Steven Spielberg talks at length about his extremely long and incredibly successful career in Friday's Entertainment Weekly cover story.  This holiday season is a busy one for Spielberg: his performance-capture film "The Adventures of Tintin" opens December 21--it has already grossed $207 million mark overseas--and World War I epic "War Horse" premieres on Christmas Day. The filmmaker is already shooting in Virginia on his next project, "Lincoln," starring shaggy-bearded Daniel Day-Lewis as the eponymous president.  Here are highlights from EW's interview:

What makes Spielberg Spielberg:

"It’s not even about the career. I have shpilkes now and I have a career. I think it’s my fuel, basically—my nervous stomach. That’s what keeps me honest, right? And a little bit humble, in the sense that when I make a movie, I never think I have all the answers."

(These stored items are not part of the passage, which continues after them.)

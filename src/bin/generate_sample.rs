use std::fs::File;
use std::io::{BufWriter, Write};
use std::path::{Path, PathBuf};

use anyhow::{Context, Result};
use chrono::{Duration, NaiveDate, NaiveDateTime};
use clap::Parser;

/// Write a day of sample plant logs, one file per block of hours.
///
/// Even-numbered files are comma-separated with separate `Date` and `Time`
/// columns; odd-numbered ones are tab-separated `.txt` with one combined
/// timestamp column and the tag columns in a different order. Every file
/// after the first repeats the previous file's last timestamp on its first
/// row, and the very first file repeats its first row, as real loggers do.
#[derive(Parser)]
#[command(name = "generate-sample")]
struct Cli {
    /// Output directory
    #[arg(default_value = "sample_logs")]
    out_dir: PathBuf,

    /// Number of files
    #[arg(long, default_value_t = 4)]
    files: usize,

    /// Hours covered by each file
    #[arg(long, default_value_t = 6)]
    hours_per_file: i64,

    /// Seconds between samples
    #[arg(long, default_value_t = 1)]
    step: i64,
}

const TAGS: [&str; 4] = ["FT101", "PT201", "TT301", "LT401"];

fn gaussian(x: f64, mu: f64, sigma: f64, amplitude: f64) -> f64 {
    amplitude * (-(x - mu).powi(2) / (2.0 * sigma.powi(2))).exp()
}

/// Slow baseline plus a few process upsets, in hours since midnight.
fn signal(tag: usize, hour: f64, rng: &mut SimpleRng) -> f64 {
    let (base, upsets, noise): (f64, &[(f64, f64, f64)], f64) = match tag {
        0 => (120.0, &[(3.0, 0.4, 35.0), (14.5, 1.0, -20.0)], 1.5),
        1 => (4.2, &[(8.0, 0.2, 1.1)], 0.02),
        2 => (65.0, &[(11.0, 2.5, 8.0), (20.0, 0.5, 12.0)], 0.3),
        _ => (50.0 + 10.0 * (hour / 24.0 * std::f64::consts::TAU).sin(), &[], 0.5),
    };
    let bumps: f64 = upsets
        .iter()
        .map(|&(mu, sigma, amp)| gaussian(hour, mu, sigma, amp))
        .sum();
    base + bumps + rng.gauss(0.0, noise)
}

/// Minimal deterministic PRNG (xoshiro256**)
struct SimpleRng {
    state: [u64; 4],
}

impl SimpleRng {
    fn new(seed: u64) -> Self {
        let mut s = [0u64; 4];
        let mut x = seed;
        for slot in &mut s {
            x = x.wrapping_mul(6364136223846793005).wrapping_add(1);
            *slot = x;
        }
        SimpleRng { state: s }
    }

    fn next_u64(&mut self) -> u64 {
        let result = (self.state[1].wrapping_mul(5))
            .rotate_left(7)
            .wrapping_mul(9);
        let t = self.state[1] << 17;
        self.state[2] ^= self.state[0];
        self.state[3] ^= self.state[1];
        self.state[1] ^= self.state[2];
        self.state[0] ^= self.state[3];
        self.state[2] ^= t;
        self.state[3] = self.state[3].rotate_left(45);
        result
    }

    fn next_f64(&mut self) -> f64 {
        (self.next_u64() >> 11) as f64 / (1u64 << 53) as f64
    }

    /// Box-Muller transform for normal distribution
    fn gauss(&mut self, mean: f64, std_dev: f64) -> f64 {
        let u1 = self.next_f64().max(1e-15);
        let u2 = self.next_f64();
        let z = (-2.0 * u1.ln()).sqrt() * (2.0 * std::f64::consts::PI * u2).cos();
        mean + std_dev * z
    }
}

fn write_file(
    path: &Path,
    comma: bool,
    timestamps: impl Iterator<Item = NaiveDateTime>,
    midnight: NaiveDateTime,
    rng: &mut SimpleRng,
) -> Result<usize> {
    let file = File::create(path).with_context(|| format!("creating {}", path.display()))?;
    let mut out = BufWriter::new(file);

    // Odd files list the tags back to front.
    let order: Vec<usize> = if comma {
        (0..TAGS.len()).collect()
    } else {
        (0..TAGS.len()).rev().collect()
    };
    let names: Vec<&str> = order.iter().map(|&i| TAGS[i]).collect();
    if comma {
        writeln!(out, "Date,Time,{}", names.join(","))?;
    } else {
        writeln!(out, "Time\t{}", names.join("\t"))?;
    }

    let mut rows = 0;
    for ts in timestamps {
        let hour = (ts - midnight).num_seconds() as f64 / 3600.0;
        let values: Vec<String> = order
            .iter()
            .map(|&tag| format!("{:.3}", signal(tag, hour, rng)))
            .collect();
        if comma {
            writeln!(
                out,
                "{},{},{}",
                ts.format("%-m/%-d/%Y"),
                ts.format("%-H:%M:%S"),
                values.join(",")
            )?;
        } else {
            writeln!(out, "{}\t{}", ts.format("%Y/%-m/%-d %-I:%M:%S %p"), values.join("\t"))?;
        }
        rows += 1;
    }
    out.flush()?;
    Ok(rows)
}

fn main() -> Result<()> {
    let cli = Cli::parse();
    std::fs::create_dir_all(&cli.out_dir)
        .with_context(|| format!("creating {}", cli.out_dir.display()))?;

    let mut rng = SimpleRng::new(42);
    let midnight = NaiveDate::from_ymd_opt(2018, 9, 1)
        .and_then(|d| d.and_hms_opt(0, 0, 0))
        .context("sample start date")?;
    let step = Duration::seconds(cli.step.max(1));
    let samples_per_file = cli.hours_per_file * 3600 / cli.step.max(1);

    let mut total = 0;
    for n in 0..cli.files {
        let start = midnight + Duration::hours(cli.hours_per_file * n as i64);
        let comma = n % 2 == 0;
        let name = format!(
            "Plant_{}.{}",
            start.format("%Y%m%d-%H%M%S"),
            if comma { "csv" } else { "txt" }
        );
        let path = cli.out_dir.join(name);

        // First row duplicates: the previous file's last stamp, or for the
        // first file its own first stamp.
        let lead = if n == 0 { start } else { start - step };
        let timestamps = std::iter::once(lead)
            .chain((0..samples_per_file).map(|i| start + step * i as i32));

        let rows = write_file(&path, comma, timestamps, midnight, &mut rng)?;
        println!("Wrote {rows} rows to {}", path.display());
        total += rows;
    }

    println!("Wrote {total} rows in {} files ({} tags each)", cli.files, TAGS.len());
    Ok(())
}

How Gwyneth Paltrow got her part in "Hook":

"We were driving back from the movie theater, and I was going back to work the next day. I was looking at her in the rearview mirror, and she was talking about the film and she had this really frightened look on her face, and it suddenly clicked, and I said, “Hey, you could be the young Wendy! You could be the young Maggie Smith!” So I turned around and said, “Do you want to make a movie?” She got a SAG card because of it."

How Harrison Ford responded to being offered Sam Neill's role in "Jurrassic Park":

"I went to the art department, and I had them do a photorealistic painting of the T. Rex chasing Harrison with two kids, and put Harrison’s face on the character of the archaeologist, and sent the script, the book, and the picture to Harrison. The next day I got a call, and he said, “This is not for me, pal.” That was the end of the conversation."

On meeting Kate Capshaw:

"The prettiest thing that came out of that film ["Indiana Jones and the Temple of Doom"] was my future wife. I met Kate, my leading lady. My leading lady is still my leading lady."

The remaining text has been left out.